DATA EXCERPTS:

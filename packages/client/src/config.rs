//! Client configuration.

use std::time::Duration;

use registry_broker_core::{AgentKeyPair, DEFAULT_MAX_PURCHASE};
use reqwest::header::HeaderMap;

use crate::auth::LedgerCredential;

/// Base URL used when none is configured.
pub const DEFAULT_BASE_URL: &str = "https://hol.org/registry/api/v1";

/// Request timeout used when none is configured.
pub const DEFAULT_TIMEOUT: Duration = Duration::from_secs(30);

/// Configuration for a [`crate::RegistryBrokerClient`].
///
/// Everything the client does automatically (credit top-ups, encryption key
/// registration) is switched on here and nowhere else; the client never
/// consults the process environment on its own.
#[derive(Debug, Clone)]
pub struct ClientConfig {
    /// Broker base URL; `/api/v1` is appended when missing.
    pub base_url: String,

    /// Sent as `x-api-key` on every request.
    pub api_key: Option<String>,

    /// Sent as `x-account-id` on every request.
    pub account_id: Option<String>,

    /// Extra headers applied to every request. Per-call headers win.
    pub default_headers: HeaderMap,

    pub timeout: Duration,

    /// Funds registrations and updates when the broker answers `402`.
    pub registration_auto_top_up: Option<AutoTopUp>,

    /// Funds chat history retention when the broker answers `402`.
    pub history_auto_top_up: Option<AutoTopUp>,

    pub encryption: EncryptionConfig,
}

impl Default for ClientConfig {
    fn default() -> Self {
        Self {
            base_url: DEFAULT_BASE_URL.to_string(),
            api_key: None,
            account_id: None,
            default_headers: HeaderMap::new(),
            timeout: DEFAULT_TIMEOUT,
            registration_auto_top_up: None,
            history_auto_top_up: None,
            encryption: EncryptionConfig::default(),
        }
    }
}

impl ClientConfig {
    pub fn new(base_url: impl Into<String>) -> Self {
        Self {
            base_url: base_url.into(),
            ..Self::default()
        }
    }

    /// Populate the transport fields from environment variables.
    ///
    /// | Variable | Default | Description |
    /// |----------|---------|-------------|
    /// | `REGISTRY_BROKER_BASE_URL` | [`DEFAULT_BASE_URL`] | Broker base URL |
    /// | `REGISTRY_BROKER_API_KEY` | (absent) | API key |
    /// | `REGISTRY_BROKER_ACCOUNT_ID` | (absent) | Ledger account id header |
    /// | `REGISTRY_BROKER_TIMEOUT_SECS` | `30` | Per-request timeout |
    ///
    /// Top-ups and key auto-registration stay off; enable them explicitly.
    pub fn from_env() -> Self {
        let timeout = std::env::var("REGISTRY_BROKER_TIMEOUT_SECS")
            .ok()
            .and_then(|v| v.parse::<u64>().ok())
            .map(Duration::from_secs)
            .unwrap_or(DEFAULT_TIMEOUT);

        Self {
            base_url: std::env::var("REGISTRY_BROKER_BASE_URL")
                .unwrap_or_else(|_| DEFAULT_BASE_URL.into()),
            api_key: std::env::var("REGISTRY_BROKER_API_KEY").ok(),
            account_id: std::env::var("REGISTRY_BROKER_ACCOUNT_ID").ok(),
            timeout,
            ..Self::default()
        }
    }

    pub fn with_api_key(mut self, api_key: impl Into<String>) -> Self {
        self.api_key = Some(api_key.into());
        self
    }

    pub fn with_registration_top_up(mut self, top_up: AutoTopUp) -> Self {
        self.registration_auto_top_up = Some(top_up);
        self
    }

    pub fn with_history_top_up(mut self, top_up: AutoTopUp) -> Self {
        self.history_auto_top_up = Some(top_up);
        self
    }

    pub fn with_auto_register(mut self, key: AutoRegisterKey) -> Self {
        self.encryption.auto_register = Some(key);
        self
    }
}

/// Ledger funding for automatic credit purchases.
#[derive(Debug, Clone)]
pub struct AutoTopUp {
    pub credential: LedgerCredential,
    pub memo: Option<String>,
    /// Upper bound on one automatic purchase, in ledger units.
    pub max_purchase: f64,
}

impl AutoTopUp {
    pub fn new(credential: LedgerCredential) -> Self {
        Self {
            credential,
            memo: None,
            max_purchase: DEFAULT_MAX_PURCHASE,
        }
    }

    pub fn with_max_purchase(mut self, max_purchase: f64) -> Self {
        self.max_purchase = max_purchase;
        self
    }
}

#[derive(Debug, Clone, Default)]
pub struct EncryptionConfig {
    /// Register an encryption key for this agent before the first
    /// conversation is opened.
    pub auto_register: Option<AutoRegisterKey>,
}

#[derive(Debug, Clone)]
pub struct AutoRegisterKey {
    pub uaid: String,
    pub key_source: KeyMaterialSource,
}

/// Where the auto-registered key pair comes from.
#[derive(Debug, Clone)]
pub enum KeyMaterialSource {
    /// Generate and register a fresh pair unless this client already holds
    /// the private half of the key the broker has on record.
    Generate,
    /// Use (and register, if the broker has none) this key pair.
    Provided(AgentKeyPair),
}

DIRECTIONS FOR THIS TASK: Give the material again, complete and unaltered.

EXERCISE SOLUTION:
filename packages/client/src/config.rs
//! Client configuration.

use std::time::Duration;

use registry_broker_core::{AgentKeyPair, DEFAULT_MAX_PURCHASE};
use reqwest::header::HeaderMap;

use crate::auth::LedgerCredential;

/// Base URL used when none is configured.
pub const DEFAULT_BASE_URL: &str = "https://hol.org/registry/api/v1";

/// Request timeout used when none is configured.
pub const DEFAULT_TIMEOUT: Duration = Duration::from_secs(30);

/// Configuration for a [`crate::RegistryBrokerClient`].
///
/// Everything the client does automatically (credit top-ups, encryption key
/// registration) is switched on here and nowhere else; the client never
/// consults the process environment on its own.
#[derive(Debug, Clone)]
pub struct ClientConfig {
    /// Broker base URL; `/api/v1` is appended when missing.
    pub base_url: String,

    /// Sent as `x-api-key` on every request.
    pub api_key: Option<String>,

    /// Sent as `x-account-id` on every request.
    pub account_id: Option<String>,

    /// Extra headers applied to every request. Per-call headers win.
    pub default_headers: HeaderMap,

    pub timeout: Duration,

    /// Funds registrations and updates when the broker answers `402`.
    pub registration_auto_top_up: Option<AutoTopUp>,

    /// Funds chat history retention when the broker answers `402`.
    pub history_auto_top_up: Option<AutoTopUp>,

    pub encryption: EncryptionConfig,
}

impl Default for ClientConfig {
    fn default() -> Self {
        Self {
            base_url: DEFAULT_BASE_URL.to_string(),
            api_key: None,
            account_id: None,
            default_headers: HeaderMap::new(),
            timeout: DEFAULT_TIMEOUT,
            registration_auto_top_up: None,
            history_auto_top_up: None,
            encryption: EncryptionConfig::default(),
        }
    }
}

impl ClientConfig {
    pub fn new(base_url: impl Into<String>) -> Self {
        Self {
            base_url: base_url.into(),
            ..Self::default()
        }
    }

    /// Populate the transport fields from environment variables.
    ///
    /// | Variable | Default | Description |
    /// |----------|---------|-------------|
    /// | `REGISTRY_BROKER_BASE_URL` | [`DEFAULT_BASE_URL`] | Broker base URL |
    /// | `REGISTRY_BROKER_API_KEY` | (absent) | API key |
    /// | `REGISTRY_BROKER_ACCOUNT_ID` | (absent) | Ledger account id header |
    /// | `REGISTRY_BROKER_TIMEOUT_SECS` | `30` | Per-request timeout |
    ///
    /// Top-ups and key auto-registration stay off; enable them explicitly.
    pub fn from_env() -> Self {
        let timeout = std::env::var("REGISTRY_BROKER_TIMEOUT_SECS")
            .ok()
            .and_then(|v| v.parse::<u64>().ok())
            .map(Duration::from_secs)
            .unwrap_or(DEFAULT_TIMEOUT);

        Self {
            base_url: std::env::var("REGISTRY_BROKER_BASE_URL")
                .unwrap_or_else(|_| DEFAULT_BASE_URL.into()),
            api_key: std::env::var("REGISTRY_BROKER_API_KEY").ok(),
            account_id: std::env::var("REGISTRY_BROKER_ACCOUNT_ID").ok(),
            timeout,
            ..Self::default()
        }
    }

    pub fn with_api_key(mut self, api_key: impl Into<String>) -> Self {
        self.api_key = Some(api_key.into());
        self
    }

    pub fn with_registration_top_up(mut self, top_up: AutoTopUp) -> Self {
        self.registration_auto_top_up = Some(top_up);
        self
    }

    pub fn with_history_top_up(mut self, top_up: AutoTopUp) -> Self {
        self.history_auto_top_up = Some(top_up);
        self
    }

    pub fn with_auto_register(mut self, key: AutoRegisterKey) -> Self {
        self.encryption.auto_register = Some(key);
        self
    }
}

/// Ledger funding for automatic credit purchases.
#[derive(Debug, Clone)]
pub struct AutoTopUp {
    pub credential: LedgerCredential,
    pub memo: Option<String>,
    /// Upper bound on one automatic purchase, in ledger units.
    pub max_purchase: f64,
}

impl AutoTopUp {
    pub fn new(credential: LedgerCredential) -> Self {
        Self {
            credential,
            memo: None,
            max_purchase: DEFAULT_MAX_PURCHASE,
        }
    }

    pub fn with_max_purchase(mut self, max_purchase: f64) -> Self {
        self.max_purchase = max_purchase;
        self
    }
}

#[derive(Debug, Clone, Default)]
pub struct EncryptionConfig {
    /// Register an encryption key for this agent before the first
    /// conversation is opened.
    pub auto_register: Option<AutoRegisterKey>,
}

#[derive(Debug, Clone)]
pub struct AutoRegisterKey {
    pub uaid: String,
    pub key_source: KeyMaterialSource,
}

/// Where the auto-registered key pair comes from.
#[derive(Debug, Clone)]
pub enum KeyMaterialSource {
    /// Generate and register a fresh pair unless this client already holds
    /// the private half of the key the broker has on record.
    Generate,
    /// Use (and register, if the broker has none) this key pair.
    Provided(AgentKeyPair),
}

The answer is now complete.